== About this task ==
Copy all lines below that use the word "push".

Saved data entries:
============

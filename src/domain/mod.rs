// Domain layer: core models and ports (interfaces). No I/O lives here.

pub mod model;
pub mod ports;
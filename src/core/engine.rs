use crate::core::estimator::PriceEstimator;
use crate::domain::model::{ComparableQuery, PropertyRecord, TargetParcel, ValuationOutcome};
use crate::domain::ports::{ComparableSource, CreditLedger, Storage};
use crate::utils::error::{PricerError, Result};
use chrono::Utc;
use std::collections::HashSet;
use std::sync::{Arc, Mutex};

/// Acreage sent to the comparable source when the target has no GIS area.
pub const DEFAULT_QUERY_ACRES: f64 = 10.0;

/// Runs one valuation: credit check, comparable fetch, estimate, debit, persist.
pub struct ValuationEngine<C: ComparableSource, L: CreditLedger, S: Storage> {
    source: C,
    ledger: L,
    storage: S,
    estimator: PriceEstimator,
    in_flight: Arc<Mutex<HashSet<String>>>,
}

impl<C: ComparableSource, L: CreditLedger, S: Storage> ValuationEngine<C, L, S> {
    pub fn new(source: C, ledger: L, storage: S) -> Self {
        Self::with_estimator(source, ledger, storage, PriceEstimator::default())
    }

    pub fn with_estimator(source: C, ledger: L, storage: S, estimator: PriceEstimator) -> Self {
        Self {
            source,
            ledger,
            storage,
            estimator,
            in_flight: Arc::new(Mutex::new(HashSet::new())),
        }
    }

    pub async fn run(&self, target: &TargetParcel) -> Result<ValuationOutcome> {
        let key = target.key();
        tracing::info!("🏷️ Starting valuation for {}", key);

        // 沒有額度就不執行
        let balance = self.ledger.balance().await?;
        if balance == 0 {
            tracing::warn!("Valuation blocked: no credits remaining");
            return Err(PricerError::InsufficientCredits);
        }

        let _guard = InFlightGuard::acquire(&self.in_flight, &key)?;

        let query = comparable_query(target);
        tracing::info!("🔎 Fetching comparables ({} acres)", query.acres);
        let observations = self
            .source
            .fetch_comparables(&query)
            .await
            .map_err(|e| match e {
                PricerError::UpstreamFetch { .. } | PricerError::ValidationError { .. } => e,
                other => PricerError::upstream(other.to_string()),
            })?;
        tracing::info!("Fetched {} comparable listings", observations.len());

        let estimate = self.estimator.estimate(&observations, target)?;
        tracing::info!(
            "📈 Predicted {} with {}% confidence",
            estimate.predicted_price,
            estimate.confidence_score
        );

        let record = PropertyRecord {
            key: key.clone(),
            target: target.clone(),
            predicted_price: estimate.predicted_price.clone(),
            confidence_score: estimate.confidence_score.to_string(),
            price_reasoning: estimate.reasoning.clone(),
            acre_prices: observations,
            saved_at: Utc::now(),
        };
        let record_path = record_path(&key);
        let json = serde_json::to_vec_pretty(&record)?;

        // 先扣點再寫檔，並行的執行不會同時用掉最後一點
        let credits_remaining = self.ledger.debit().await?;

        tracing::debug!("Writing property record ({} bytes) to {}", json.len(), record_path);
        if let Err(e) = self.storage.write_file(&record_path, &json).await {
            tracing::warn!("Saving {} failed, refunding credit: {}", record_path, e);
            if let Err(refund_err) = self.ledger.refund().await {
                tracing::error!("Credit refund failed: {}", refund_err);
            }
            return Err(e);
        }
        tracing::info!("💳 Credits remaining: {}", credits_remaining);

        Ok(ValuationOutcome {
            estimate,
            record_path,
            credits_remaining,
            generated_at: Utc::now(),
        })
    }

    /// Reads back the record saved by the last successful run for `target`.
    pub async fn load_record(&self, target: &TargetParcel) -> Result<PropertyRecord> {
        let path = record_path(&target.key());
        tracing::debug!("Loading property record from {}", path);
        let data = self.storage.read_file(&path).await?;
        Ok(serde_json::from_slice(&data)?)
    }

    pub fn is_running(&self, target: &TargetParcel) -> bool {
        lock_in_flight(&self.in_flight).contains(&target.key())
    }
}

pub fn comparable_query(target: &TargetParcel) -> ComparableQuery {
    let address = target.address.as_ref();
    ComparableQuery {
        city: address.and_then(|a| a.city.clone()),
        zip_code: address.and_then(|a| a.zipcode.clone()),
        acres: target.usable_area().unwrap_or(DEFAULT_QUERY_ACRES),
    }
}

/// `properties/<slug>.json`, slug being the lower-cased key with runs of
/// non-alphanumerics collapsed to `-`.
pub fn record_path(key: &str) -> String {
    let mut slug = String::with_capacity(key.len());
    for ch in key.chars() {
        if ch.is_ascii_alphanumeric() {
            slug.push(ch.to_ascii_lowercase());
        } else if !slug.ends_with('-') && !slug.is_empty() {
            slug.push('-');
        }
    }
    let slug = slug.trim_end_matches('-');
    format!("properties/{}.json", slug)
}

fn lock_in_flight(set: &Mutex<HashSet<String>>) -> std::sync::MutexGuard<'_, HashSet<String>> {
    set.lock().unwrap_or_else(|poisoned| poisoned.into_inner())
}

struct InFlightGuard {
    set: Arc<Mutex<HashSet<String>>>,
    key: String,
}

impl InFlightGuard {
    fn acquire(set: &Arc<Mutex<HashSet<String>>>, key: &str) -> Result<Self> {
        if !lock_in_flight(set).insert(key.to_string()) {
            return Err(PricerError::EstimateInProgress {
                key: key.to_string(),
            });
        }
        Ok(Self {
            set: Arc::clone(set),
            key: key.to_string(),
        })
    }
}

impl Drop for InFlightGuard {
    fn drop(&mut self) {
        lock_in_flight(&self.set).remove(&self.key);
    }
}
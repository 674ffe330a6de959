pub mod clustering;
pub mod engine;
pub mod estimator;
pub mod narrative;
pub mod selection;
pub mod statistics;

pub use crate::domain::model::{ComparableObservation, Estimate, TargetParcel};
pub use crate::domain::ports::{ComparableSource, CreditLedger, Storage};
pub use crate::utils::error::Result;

============

== Solution below ==
            slug.push(ch.to_ascii_lowercase());
            slug.push('-');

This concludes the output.